Is for a game, you will notice by the fields :slight_smile:

pub struct ItemModel {
        pub r#type: u32,
        pub id: u32,
        pub name_offset: u32,
        pub unknown_01: [u16; 59],
        pub unknown_03: u32,
        pub unknown_04: u32,
        pub unknown_05: u32,
        pub unknown_06: u32,
        pub unknown_07: u32,
        pub unknown_08: u32,
        pub chara_user: u32,
        pub unknown_02: u32,
        pub type_item: u16,
        pub max_count: u16,
        pub buy_price: u32,
        pub sell_price: u32,
        pub stats: Stats,
        pub unknown_44: [u16; 10],
        pub chip_level: u16,
        pub ability: u16,
        pub desc_offset: u32,
}

pub struct Stats {
        pub hit_points: i32,
        pub unknown_01: i32,
        pub skill_points: i32,
        pub strength: i32,
        pub vitality: i32,
        pub intelligence: i32,
        pub mentality: i32,
        pub agility: i32,
        pub technique: i32,
        pub unknown_02: i32,
        pub luck: i32,
        pub movement: i32,
}

fn main() {
        println!("Item1 {}", std::mem::size_of::<ItemModel>());
}

Run the code, the output will be 252.

Change:

       pub unknown_03: u32,
       pub unknown_04: u32,

To:

        pub unknown_03: u64,

Run again the code, and magically, the size now is 256! I tested this on the RustPlayground... no idea why this happens....

Thx!

u64 has an alignment of 8, so the struct's size has to be a multiple of 8. It gets 4 bytes of padding to achieve this.

2 Likes

u64 has a platform-dependent alignment which may be up to 8 bytes. This requires u64 to be placed at addresses which are a multiple of 8. Alignment requirements for a type have to propagate up to the structs that contain that type, so your struct ItemModel gains an alignment of 8, which means its size must be a multiple of 8. Padding (unused, uninitialized memory) is inserted in the struct layout in order to ensure this.
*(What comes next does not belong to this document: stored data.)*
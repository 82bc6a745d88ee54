//! Request/reply correlation over a write + notify transport.
//!
//! The peripheral has no request IDs: a command is written to one
//! characteristic and the reply arrives later as an unsolicited
//! notification on another. The correlator turns that into
//! [`send_and_await`](Correlator::send_and_await) with a deadline.
//!
//! ```text
//!  send_and_await(cmd, t)
//!     │ clear stale slot
//!     │ write(cmd) ───────────────▶ peripheral
//!     │ race { slot.take(), Timer(t) }
//!     │                 ◀────────── notification
//!     ▼
//!  Outcome::Reply(text) | Outcome::TimedOut
//! ```
//!
//! ## Ordering
//!
//! `send_and_await` takes `&mut self`, so at most one request is ever
//! outstanding on a connection. Any notification that lands while a
//! request is pending is taken as its reply. A reply that arrives after
//! its request timed out is dropped by the next call's stale-slot clear
//! if it lands before that call's write; if it lands after the write it
//! is misattributed to the newer request. The wire format has no field
//! that could detect this.

use core::time::Duration;
use std::sync::Arc;

use futures_lite::future;
use log::{debug, warn};

use super::channels::{NotifySink, ReplySlot};
use super::codec::{self, Command};
use super::transport::{Characteristic, Transport};
use crate::error::{Error, Result};

/// Result of one correlated request that did not fail outright.
#[derive(Debug, Clone, PartialEq, Eq)]
pub enum Outcome {
    /// Decoded, trimmed reply text. May be empty.
    Reply(String),
    /// No notification arrived before the deadline.
    TimedOut,
}

impl Outcome {
    /// The reply text, treating an empty reply the same as no reply.
    pub fn into_text(self) -> Option<String> {
        match self {
            Self::Reply(text) if !text.is_empty() => Some(text),
            _ => None,
        }
    }
}

/// Owns a connection and its reply slot.
pub struct Correlator<T: Transport> {
    transport: T,
    command_char: Characteristic,
    reply_char: Characteristic,
    slot: Arc<ReplySlot>,
    subscribed: bool,
}

impl<T: Transport> Correlator<T> {
    pub fn new(transport: T, command_char: Characteristic, reply_char: Characteristic) -> Self {
        Self {
            transport,
            command_char,
            reply_char,
            slot: Arc::new(ReplySlot::new()),
            subscribed: false,
        }
    }

    /// Enable notifications on the reply characteristic, routed into this
    /// correlator's slot. Must be called before the first request.
    pub async fn subscribe(&mut self) -> Result<()> {
        let sink = NotifySink::new(Arc::clone(&self.slot));
        self.transport
            .subscribe(&self.reply_char, sink)
            .await
            .map_err(|e| Error::Transport(e.to_string()))?;
        self.subscribed = true;
        debug!("subscribed to {}", self.reply_char);
        Ok(())
    }

    pub fn is_subscribed(&self) -> bool {
        self.subscribed
    }

    /// Write a command without waiting for any reply.
    pub async fn send(&mut self, command: &Command) -> Result<()> {
        if let Some(stale) = self.slot.clear() {
            warn!("discarding stale reply ({} bytes)", stale.len());
        }
        debug!("-> {}", command);
        self.transport
            .write(&self.command_char, &codec::encode(command))
            .await
            .map_err(|e| Error::Transport(e.to_string()))
    }

    /// Write a command and wait up to `timeout` for the next notification.
    ///
    /// A write failure returns `Error::Transport` without waiting. Expiry of
    /// the deadline is reported as `Outcome::TimedOut`, not as an error.
    /// Nothing is written until [`subscribe`](Self::subscribe) has succeeded.
    pub async fn send_and_await(&mut self, command: &Command, timeout: Duration) -> Result<Outcome> {
        if timeout.is_zero() {
            return Err(Error::Config("reply timeout must be strictly positive"));
        }
        if !self.subscribed {
            return Err(Error::Config("reply characteristic not subscribed"));
        }

        self.send(command).await?;

        let reply = future::or(async { Some(self.slot.take().await) }, async {
            async_io_mini::Timer::after(timeout).await;
            None
        })
        .await;

        match reply {
            Some(payload) => {
                let text = codec::decode_text(&payload)?;
                debug!("<- {}", preview(&text));
                Ok(Outcome::Reply(text))
            }
            None => {
                debug!("<- (timed out after {:?} on {})", timeout, command.verb());
                Ok(Outcome::TimedOut)
            }
        }
    }

    /// Close the underlying connection.
    pub async fn close(&mut self) -> Result<()> {
        self.subscribed = false;
        self.transport
            .close()
            .await
            .map_err(|e| Error::Transport(e.to_string()))
    }

    /// Borrow the transport (tests inspect scripted peripherals this way).
    pub fn transport(&self) -> &T {
        &self.transport
    }

    pub fn into_transport(self) -> T {
        self.transport
    }
}

/// First 50 characters of a reply, for logging hex chunks.
fn preview(text: &str) -> &str {
    match text.char_indices().nth(50) {
        Some((idx, _)) => &text[..idx],
        None => text,
    }
}

// ── Tests ────────────────────────────────────────────────────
It sounds like you are trying to write a struct that matches the layout of a file on disk. This is a difficult thing to do — even discounting big-endian machines as irrelevant in the modern day, there are a lot of subtleties and ways to get it wrong. You should consider just reading the bytes explicitly and copying them into structs the boring way.

If you want to do it anyway, follow these principles:

  • Add #[repr(C)] to your structs. This tells the compiler not to reorder fields for efficiency; without it, you cannot rely on the struct matching your file at all.
    • Either lay out your structs so that padding cannot appear (e.g. a u64 must start at an offset that is a multiple of 8), or
    • use #[repr(C, packed)] to tell the compiler not to insert any padding. (This will disable the ability to take references to the fields of the structs, so it is not preferable.)
  • DO NOT write your own unsafe code to create the struct from the file data. Instead, use bytemuck or zerocopy to do it, which will check the necessary safety properties (including that you used #[repr(C)]) — you may still get nonsense if the struct is defined wrong, but at least your program won’t have a security vulnerability due to memory corruption.
6 Likes

:open_mouth: I didn't know it, so the used size is different from how much bytes it "contains".
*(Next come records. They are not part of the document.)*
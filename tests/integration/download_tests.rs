//! Chunked download driver against a scripted peripheral.

use std::time::Duration;

use futures_lite::future::block_on;

use beanlink::Error;
use beanlink::app::events::LinkEvent;
use beanlink::rpc::chunked::{ChunkedDownload, TransferStatus};
use beanlink::rpc::correlator::Correlator;
use beanlink::rpc::transport::Characteristic;

use crate::mock_peripheral::{MemorySinks, MockPeripheral, RecordingEvents, file_server, writes};

const FAST: Duration = Duration::from_millis(100);

fn link(peripheral: MockPeripheral) -> Correlator<MockPeripheral> {
    let mut link = Correlator::new(
        peripheral,
        Characteristic::new("ctrl-rx"),
        Characteristic::new("ctrl-tx"),
    );
    block_on(link.subscribe()).unwrap();
    link
}

fn driver() -> ChunkedDownload {
    ChunkedDownload::new(FAST, FAST)
}

fn pattern(len: usize) -> Vec<u8> {
    (0..len).map(|i| (i * 7 % 251) as u8).collect()
}

#[test]
fn full_file_reconstructed() {
    let data = pattern(1300);
    let mut link = link(MockPeripheral::serving("flight.bin", data.clone(), 512));
    let mut sinks = MemorySinks::default();
    let mut events = RecordingEvents::default();

    let report = block_on(driver().run(&mut link, &mut sinks, &mut events)).unwrap();

    assert!(report.is_complete());
    assert_eq!(report.filename, "flight.bin");
    assert_eq!(report.bytes_written, 1300);
    assert_eq!(sinks.contents("flight.bin").unwrap(), data);
    assert_eq!(
        link.transport().writes(),
        ["data_stats", "data_bytes,0", "data_bytes,512", "data_bytes,1024"]
    );

    let progress: Vec<u64> = events
        .0
        .iter()
        .filter_map(|e| match e {
            LinkEvent::TransferProgress { written, .. } => Some(*written),
            _ => None,
        })
        .collect();
    assert_eq!(progress, [512, 1024, 1300]);
    assert!(matches!(
        events.0.last(),
        Some(LinkEvent::TransferComplete { bytes: 1300, .. })
    ));
}

#[test]
fn padding_beyond_declared_size_truncated() {
    // Peripheral declares 10 bytes but answers with a full 512-byte chunk.
    let chunk = hex::encode([0x5Au8; 512]).into_bytes();
    let peripheral = MockPeripheral::new(move |cmd| match cmd {
        "data_stats" => Some(b"short.bin,10".to_vec()),
        _ => Some(chunk.clone()),
    });
    let mut link = link(peripheral);
    let mut sinks = MemorySinks::default();

    let report =
        block_on(driver().run(&mut link, &mut sinks, &mut RecordingEvents::default())).unwrap();

    assert!(report.is_complete());
    assert_eq!(sinks.contents("short.bin").unwrap(), vec![0x5A; 10]);
    assert_eq!(link.transport().writes(), ["data_stats", "data_bytes,0"]);
}

#[test]
fn empty_file_needs_no_chunks() {
    let mut link = link(MockPeripheral::serving("empty.bin", Vec::new(), 512));
    let mut sinks = MemorySinks::default();

    let report =
        block_on(driver().run(&mut link, &mut sinks, &mut RecordingEvents::default())).unwrap();

    assert!(report.is_complete());
    assert_eq!(sinks.contents("empty.bin").unwrap(), Vec::<u8>::new());
    assert_eq!(link.transport().writes(), ["data_stats"]);
}

#[test]
fn malformed_stats_abort_before_any_chunk() {
    for reply in ["onlyonefield", "name,notanumber"] {
        let peripheral = MockPeripheral::new(move |_| Some(reply.as_bytes().to_vec()));
        let mut link = link(peripheral);
        let mut sinks = MemorySinks::default();

        let err = block_on(driver().run(&mut link, &mut sinks, &mut RecordingEvents::default()))
            .unwrap_err();

        assert_eq!(err, Error::Protocol("bad stats reply"));
        assert!(sinks.files.is_empty(), "no output for {reply:?}");
        assert_eq!(link.transport().writes(), ["data_stats"]);
    }
}

#[test]
fn silent_stats_is_no_response() {
    let mut link = link(MockPeripheral::new(|_| None));
    let mut sinks = MemorySinks::default();

    let err =
        block_on(driver().run(&mut link, &mut sinks, &mut RecordingEvents::default())).unwrap_err();

    assert_eq!(err, Error::NoResponse);
    assert!(sinks.files.is_empty());
}

#[test]
fn memory_error_keeps_partial_file() {
    let data = pattern(2048);
    let mut serve = file_server("log.bin", data.clone(), 512);
    let peripheral = MockPeripheral::new(move |cmd| {
        if cmd == "data_bytes,1024" {
            Some(b"memory_error".to_vec())
        } else {
            serve(cmd)
        }
    });
    let mut link = link(peripheral);
    let mut sinks = MemorySinks::default();
    let mut events = RecordingEvents::default();

    let report = block_on(driver().run(&mut link, &mut sinks, &mut events)).unwrap();

    assert_eq!(
        report.status,
        TransferStatus::Incomplete(Error::Peripheral("memory_error".into()))
    );
    assert_eq!(report.bytes_written, 1024);
    assert_eq!(sinks.contents("log.bin").unwrap(), data[..1024]);
    // The failed offset is not retried.
    assert_eq!(writes(&link.transport().log).len(), 4);
    assert!(matches!(
        events.0.last(),
        Some(LinkEvent::TransferAborted { written: 1024, total: 2048, .. })
    ));
}

#[test]
fn empty_chunk_reply_is_incomplete() {
    let mut serve = file_server("log.bin", pattern(1000), 512);
    let peripheral = MockPeripheral::new(move |cmd| {
        if cmd == "data_bytes,512" {
            Some(b"\r\n".to_vec())
        } else {
            serve(cmd)
        }
    });
    let mut link = link(peripheral);
    let mut sinks = MemorySinks::default();

    let report =
        block_on(driver().run(&mut link, &mut sinks, &mut RecordingEvents::default())).unwrap();

    assert_eq!(
        report.status,
        TransferStatus::Incomplete(Error::IncompleteTransfer {
            offset: 512,
            total: 1000
        })
    );
    assert_eq!(sinks.contents("log.bin").unwrap().len(), 512);
}

#[test]
fn chunk_timeout_is_incomplete() {
    let mut serve = file_server("log.bin", pattern(600), 512);
    let peripheral = MockPeripheral::new(move |cmd| {
        if cmd == "data_bytes,512" { None } else { serve(cmd) }
    });
    let mut link = link(peripheral);
    let mut sinks = MemorySinks::default();

    let report =
        block_on(driver().run(&mut link, &mut sinks, &mut RecordingEvents::default())).unwrap();

    assert_eq!(report.bytes_written, 512);
    assert!(matches!(
        report.status,
        TransferStatus::Incomplete(Error::IncompleteTransfer { offset: 512, .. })
    ));
}

#[test]
fn bad_hex_aborts() {
    let mut serve = file_server("log.bin", pattern(600), 512);
    let peripheral = MockPeripheral::new(move |cmd| {
        if cmd == "data_bytes,0" {
            Some(b"abc".to_vec())
        } else {
            serve(cmd)
        }
    });
    let mut link = link(peripheral);
    let mut sinks = MemorySinks::default();

    let report =
        block_on(driver().run(&mut link, &mut sinks, &mut RecordingEvents::default())).unwrap();

    assert_eq!(report.status, TransferStatus::Incomplete(Error::MalformedHex));
    assert_eq!(report.bytes_written, 0);
    assert_eq!(sinks.contents("log.bin").unwrap(), Vec::<u8>::new());
}

#[test]
fn peripheral_serving_less_than_declared_terminates() {
    // Stats claim 200 bytes but the file ends at 100: the next request gets
    // an empty hex line and the loop must stop rather than spin.
    let mut serve = file_server("log.bin", pattern(100), 64);
    let peripheral = MockPeripheral::new(move |cmd| match cmd {
        "data_stats" => Some(b"log.bin,200".to_vec()),
        _ => serve(cmd),
    });
    let mut link = link(peripheral);
    let mut sinks = MemorySinks::default();

    let report =
        block_on(driver().run(&mut link, &mut sinks, &mut RecordingEvents::default())).unwrap();

    assert_eq!(report.bytes_written, 100);
    assert_eq!(
        report.status,
        TransferStatus::Incomplete(Error::IncompleteTransfer {
            offset: 100,
            total: 200
        })
    );
    assert_eq!(
        link.transport().writes(),
        ["data_stats", "data_bytes,0", "data_bytes,64", "data_bytes,100"]
    );
}

#[test]
fn dead_link_fails_before_sink_is_opened() {
    // A fresh run restarts at the stats query, so a link that stopped
    // accepting writes fails there rather than producing a partial file.
    let mut link = link(MockPeripheral::serving("log.bin", pattern(1024), 512));
    let mut sinks = MemorySinks::default();
    let download = driver();

    let stats = block_on(download.query_stats(&mut link)).unwrap();
    assert_eq!(stats.total_bytes, 1024);

    let mut peripheral = link.into_transport();
    peripheral.fail_writes = true;
    let mut link = Correlator::new(
        peripheral,
        Characteristic::new("ctrl-rx"),
        Characteristic::new("ctrl-tx"),
    );
    block_on(link.subscribe()).unwrap();

    let err =
        block_on(download.run(&mut link, &mut sinks, &mut RecordingEvents::default())).unwrap_err();
    assert_eq!(err, Error::Transport("write failed".into()));
    assert!(sinks.files.is_empty());
}

#[test]
fn transport_failure_mid_transfer_is_incomplete() {
    let mut peripheral = MockPeripheral::serving("log.bin", pattern(1024), 512);
    peripheral.fail_after = Some(2);
    let mut link = link(peripheral);
    let mut sinks = MemorySinks::default();

    let report =
        block_on(driver().run(&mut link, &mut sinks, &mut RecordingEvents::default())).unwrap();

    assert_eq!(report.bytes_written, 512);
    assert_eq!(
        report.status,
        TransferStatus::Incomplete(Error::Transport("write failed".into()))
    );
    assert_eq!(sinks.contents("log.bin").unwrap().len(), 512);
}

#[test]
fn filename_starting_with_error_is_downloaded() {
    let mut link = link(MockPeripheral::serving("errors_flight.bin", vec![1, 2, 3, 4], 512));
    let mut sinks = MemorySinks::default();

    let report =
        block_on(driver().run(&mut link, &mut sinks, &mut RecordingEvents::default())).unwrap();

    assert!(report.is_complete());
    assert_eq!(report.filename, "errors_flight.bin");
    assert_eq!(sinks.contents("errors_flight.bin").unwrap(), [1, 2, 3, 4]);
    assert_eq!(link.transport().writes(), ["data_stats", "data_bytes,0"]);
}

#[test]
fn invalid_utf8_chunk_is_incomplete() {
    let mut serve = file_server("log.bin", pattern(2048), 512);
    let peripheral = MockPeripheral::new(move |cmd| {
        if cmd == "data_bytes,512" {
            Some(vec![0xc3, 0x28])
        } else {
            serve(cmd)
        }
    });
    let mut link = link(peripheral);
    let mut sinks = MemorySinks::default();

    let report =
        block_on(driver().run(&mut link, &mut sinks, &mut RecordingEvents::default())).unwrap();

    assert_eq!(report.status, TransferStatus::Incomplete(Error::Encoding));
    assert_eq!(report.bytes_written, 512);
    assert_eq!(sinks.contents("log.bin").unwrap().len(), 512);
    assert_eq!(
        link.transport().writes(),
        ["data_stats", "data_bytes,0", "data_bytes,512"]
    );
}

#[test]
fn peripheral_error_on_stats() {
    let mut link = link(MockPeripheral::new(|_| Some(b"error: no file".to_vec())));
    let err = block_on(driver().query_stats(&mut link)).unwrap_err();
    assert_eq!(err, Error::Peripheral("error: no file".into()));
}
//! Transport abstraction: a connected GATT peripheral.
//!
//! Concrete implementations:
//! - BLE via btleplug (`adapters::ble`, `ble` feature)
//! - scripted in-process peripherals in the test suites
//!
//! The correlator and download driver are generic over `Transport`, so
//! adding a new transport requires zero changes to the protocol logic.

use core::fmt;
use core::future::Future;

use super::channels::NotifySink;

/// Addressable endpoint on the peripheral, identified by UUID string.
#[derive(Debug, Clone, PartialEq, Eq, Hash)]
pub struct Characteristic(pub String);

impl Characteristic {
    pub fn new(uuid: impl Into<String>) -> Self {
        Self(uuid.into())
    }

    pub fn uuid(&self) -> &str {
        &self.0
    }
}

impl fmt::Display for Characteristic {
    fn fmt(&self, f: &mut fmt::Formatter<'_>) -> fmt::Result {
        f.write_str(&self.0)
    }
}

/// An open connection to one peripheral.
pub trait Transport {
    /// Error type for this transport.
    type Error: fmt::Display;

    /// Write `data` to `characteristic` (write without response).
    fn write(
        &mut self,
        characteristic: &Characteristic,
        data: &[u8],
    ) -> impl Future<Output = Result<(), Self::Error>>;

    /// Enable notifications on `characteristic` and forward every payload,
    /// in arrival order, to `sink`.
    fn subscribe(
        &mut self,
        characteristic: &Characteristic,
        sink: NotifySink,
    ) -> impl Future<Output = Result<(), Self::Error>>;

    /// Release the connection.
    fn close(&mut self) -> impl Future<Output = Result<(), Self::Error>>;
}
What I was doing is get the size to check the number of bytes read in a file with:

#[br(assert(std::mem::size_of::<T>().eq(&TryInto::<usize>::try_into(row_size).unwrap())))

Is there any similar function for size, which just give us the number of bytes of the structure without take in consideration alignment? The idea is for a known number of bytes to be read, the struct need to store the same number of them.

No, that isn't a concept built into the language. But if you use (or write) a derive-macro library that generates parsing functions from a struct definition, then it would be able to know how many bytes of data to expect. I am sure there are such libraries, but I haven’t written any binary file loaders in Rust so I can't recommend one.